There is a truth that people don’t like to admit. It’s something that folks turn their heads to and pretend doesn’t exist. What I’m talking about reared it’s ugly head once again this week on Twitter, and viciously tried to dismantle a bold woman of color who continues to make moves in an industry that constantly tells her, “You don’t belong.” Of course, I’m talking about racism.
My heart goes out to actress Leslie Jones. She was the target of an unfounded, and offensive series of racial attacks lead by white supremacist Milo Yiannopoulos. Jones went back and forth with Yiannopoulos and his minions on Twitter, who did everything in their limited power to make Leslie feel like shit. And for what? Because she’s black. Because coming down on a black woman is one of the ways they get their kicks and feel good about their smug, privileged life.
That’s the issue with men like him and what I fear will be commonplace if Trump is elected president. Like the GOP presidential nominee, Yiannopoulos gives courage to the cowards who hide behind their keyboards and phone screens. His unabridged, bigoted way of thinking leads others to openly express their narrow-minded, disgusting and damaging way of thinking. It’s the mob mentality. He lit a path for those who are only “brave” enough to show their true colors when there are no real repercussions for their words and actions other than permanent suspension from a social media platform.
As a black woman, I know first hand that we are the most vulnerable, talked about, misunderstood population in America. If we achieve success, we are stuck up, bougie or bitchy. If we don’t have anything, we are lazy freeloaders who leech off the system. We can’t win!
I am outraged that in 2016, this type of situation still poses a threat to the existence of women of color who don’t fit society’s beauty mode. Would things have gone down the way they did if Leslie Jones were light-skinned and thin with curly hair? I don’t think so. One of the things trolls said most about her is that she looked like a Gorilla because she’s dark skinned with “traditionally” black features. It is getting to the point where Internet trolls like Yiannopoulos are committing social media lynchings of sorts. We cannot allow this to continue to happen. It should not take years for a something to de done.
My issues with the white patriarchy that continues to disenfranchise black women are well known, so my focus is not only on the white men who continue to do these things. It’s on the white women who don’t stand up for us in times like this. How can you pick and choose what you lend your voice to when a woman has been wronged if you call yourself a feminist or tout the notion “girl power?” How can white actresses who were appalled at Khloe Kardashian for tearing into Chloe Moretz for taking up for Taylor Swift after it came out that she lied, say not a goddamn thing about the emotional, mental and verbal abused directed at Leslie Jones?
Among the many things that are divided in today’s society, feminism cannot continue to be one of them. There can’t be white feminism and black feminism. We are all fighting a war with one common goal- equal rights for all women. I wish to God that more women who have lent their influence to other “causes” would have stepped in and taken up for Jones.

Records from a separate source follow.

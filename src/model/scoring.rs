//! Skat tournament scoring rules (Seeger-Fabian style list scoring)

use super::player::PlayerId;
use super::result::{GameResult, ResultKey};
use super::series::SeriesId;
use crate::error::{Result, SkatError};
use serde::Serialize;

/// Fixed point values used by the evaluation
#[derive(Debug, Clone, Copy, PartialEq, Eq)]
pub struct ScoringRules {
    pub won_game_points: i64,
    pub lost_game_points: i64,
    pub opponent_loss_points_four: i64,
    pub opponent_loss_points_three: i64,
}

impl Default for ScoringRules {
    fn default() -> Self {
        Self {
            won_game_points: 50,
            lost_game_points: 50,
            opponent_loss_points_four: 30,
            opponent_loss_points_three: 40,
        }
    }
}

impl ScoringRules {
    pub fn won_points(&self, won: u32) -> Result<i64> {
        i64::from(won)
            .checked_mul(self.won_game_points)
            .ok_or_else(|| SkatError::overflow("won points"))
    }

    /// Returned as negative
    pub fn lost_points(&self, lost: u32) -> Result<i64> {
        i64::from(lost)
            .checked_mul(self.lost_game_points)
            .and_then(i64::checked_neg)
            .ok_or_else(|| SkatError::overflow("lost points"))
    }

    /// Points awarded for games lost by the other players at the table
    pub fn opponents_lost_points(&self, opponents_lost: u64, table_size: usize) -> Result<i64> {
        let per_game = match table_size {
            4 => self.opponent_loss_points_four,
            3 => self.opponent_loss_points_three,
            n => {
                return Err(SkatError::DataInconsistency(format!(
                    "table size must be 3 or 4, but was {}",
                    n
                )))
            }
        };
        i64::try_from(opponents_lost)
            .ok()
            .and_then(|lost| lost.checked_mul(per_game))
            .ok_or_else(|| SkatError::overflow("opponents lost points"))
    }
}

/// A result enriched with the derived scoring columns
#[derive(Debug, Clone, PartialEq, Eq, Serialize)]
pub struct EvaluationRow {
    pub series_id: SeriesId,
    pub player_id: PlayerId,
    pub points: i64,
    pub won: u32,
    pub lost: u32,
    pub remarks: String,
    pub won_points: i64,
    pub lost_points: i64,
    pub table_size: usize,
    pub opponents_lost: u64,
    pub opponents_lost_points: i64,
    pub score: i64,
}

impl EvaluationRow {
    /// Start a row from a raw result, derived columns zeroed
    pub fn from_result(result: &GameResult) -> Self {
        Self {
            series_id: result.series_id,
            player_id: result.player_id,
            points: result.points,
            won: result.won,
            lost: result.lost,
            remarks: result.remarks.clone(),
            won_points: 0,
            lost_points: 0,
            table_size: 0,
            opponents_lost: 0,
            opponents_lost_points: 0,
            score: 0,
        }
    }

    pub fn key(&self) -> ResultKey {
        ResultKey::new(self.series_id, self.player_id)
    }
}

/// Column sums of evaluation rows (table size is not summed)
#[derive(Debug, Clone, Copy, PartialEq, Eq, Default, Serialize)]
pub struct Totals {
    pub points: i64,
    pub won: u64,
    pub won_points: i64,
    pub lost: u64,
    pub lost_points: i64,
    pub opponents_lost: u64,
    pub opponents_lost_points: i64,
    pub score: i64,
}

impl Totals {
    pub fn add_row(&mut self, row: &EvaluationRow) -> Result<()> {
        self.points = add_points(self.points, row.points, "total points")?;
        self.won = add_games(self.won, u64::from(row.won), "total won games")?;
        self.won_points = add_points(self.won_points, row.won_points, "total won points")?;
        self.lost = add_games(self.lost, u64::from(row.lost), "total lost games")?;
        self.lost_points = add_points(self.lost_points, row.lost_points, "total lost points")?;
        self.opponents_lost = add_games(
            self.opponents_lost,
            row.opponents_lost,
            "total opponents lost games",
        )?;
        self.opponents_lost_points = add_points(
            self.opponents_lost_points,
            row.opponents_lost_points,
            "total opponents lost points",
        )?;
        self.score = add_points(self.score, row.score, "total score")?;
        Ok(())
    }

    pub fn from_rows<'a>(rows: impl IntoIterator<Item = &'a EvaluationRow>) -> Result<Self> {
        let mut totals = Totals::default();
        for row in rows {
            totals.add_row(row)?;
        }
        Ok(totals)
    }
}

pub(crate) fn add_points(a: i64, b: i64, what: &str) -> Result<i64> {
    a.checked_add(b).ok_or_else(|| SkatError::overflow(what))
}

pub(crate) fn add_games(a: u64, b: u64, what: &str) -> Result<u64> {
    a.checked_add(b).ok_or_else(|| SkatError::overflow(what))
}

#[cfg(test)]
mod tests {
    use super::*;

    #[test]
    fn test_won_and_lost_points() {
        let rules = ScoringRules::default();
        assert_eq!(rules.won_points(7).unwrap(), 350);
        assert_eq!(rules.lost_points(3).unwrap(), -150);
        assert_eq!(rules.lost_points(0).unwrap(), 0);
    }

    #[test]
    fn test_opponents_lost_points_by_table_size() {
        let rules = ScoringRules::default();
        assert_eq!(rules.opponents_lost_points(3, 4).unwrap(), 90);
        assert_eq!(rules.opponents_lost_points(3, 3).unwrap(), 120);
        assert_eq!(rules.opponents_lost_points(0, 3).unwrap(), 0);
    }

    #[test]
    fn test_invalid_table_size_is_inconsistent() {
        let rules = ScoringRules::default();
        let err = rules.opponents_lost_points(2, 5).unwrap_err();
        assert!(matches!(err, SkatError::DataInconsistency(_)));
    }

    #[test]
    fn test_totals_sum_columns() {
        let mut a = EvaluationRow::from_result(&GameResult::new(1, 6, 50, 7, 3));
        a.won_points = 350;
        a.lost_points = -150;
        a.table_size = 4;
        a.score = 250;
        let mut b = EvaluationRow::from_result(&GameResult::new(2, 6, 240, 2, 0));
        b.won_points = 100;
        b.table_size = 3;
        b.score = 340;

        let totals = Totals::from_rows(&[a, b]).unwrap();
        assert_eq!(totals.points, 290);
        assert_eq!(totals.won, 9);
        assert_eq!(totals.lost_points, -150);
        assert_eq!(totals.score, 590);
    }

    #[test]
    fn test_large_rule_values_overflow() {
        let rules = ScoringRules {
            won_game_points: i64::MAX,
            lost_game_points: i64::MAX,
            ..ScoringRules::default()
        };
        assert_eq!(rules.won_points(1).unwrap(), i64::MAX);
        assert!(matches!(rules.won_points(2), Err(SkatError::Overflow(_))));
        assert!(matches!(rules.lost_points(2), Err(SkatError::Overflow(_))));
    }

    #[test]
    fn test_totals_overflow_is_an_error() {
        let mut row = EvaluationRow::from_result(&GameResult::new(1, 1, 0, u32::MAX, u32::MAX));
        row.score = i64::MAX;

        let err = Totals::from_rows(&[row.clone(), row.clone()]).unwrap_err();
        assert!(matches!(err, SkatError::Overflow(_)));

        row.score = 0;
        let totals = Totals::from_rows(&[row.clone(), row]).unwrap();
        assert_eq!(totals.won, 2 * u64::from(u32::MAX));
    }
}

I get that a lot is going on right now. I understand that sometimes it’s so overwhelming that all you want to do is forget about it. But forgetting about it doesn’t make it stop. If we remain silent and don’t relentlessly take the Yiannopoulos’s of the world to task, they will continue to thrive. They are cancers on society and each time they are allowed to spew their hateful, misogynist speech, their reach and power infect the body of our nation.
The thing that’s really fucked up about this is after Twitter finally stepped in and permanently suspended Milo Yiannopoulos’ atrocious ass, the hashtag #freemilo started trending. Apparently, his first amendment rights were violated? Only a privileged person would be offended that they were banned from a platform after leading an internet mob against another individual who did nothing but star in a movie. In fact, that’s privilege at it’s finest.
The truth is words hurt. There is no way in hell that Leslie Jones should be made to feel as low as she did after staring in the remake of a cult classic like Ghostbusters. She should be celebrating and basking in its release, not tweeting,
“I feel like I’m in a personal hell. I didn’t do anything to deserve this. It’s just too much. It shouldn’t be like this. So hurt right now.”
My heart breaks for her. I am mad for her. More than that, I am saddened by the lack of support from people who are in search of the same things she and other black women are trying to get- liberty, peace and the pursuit of happiness.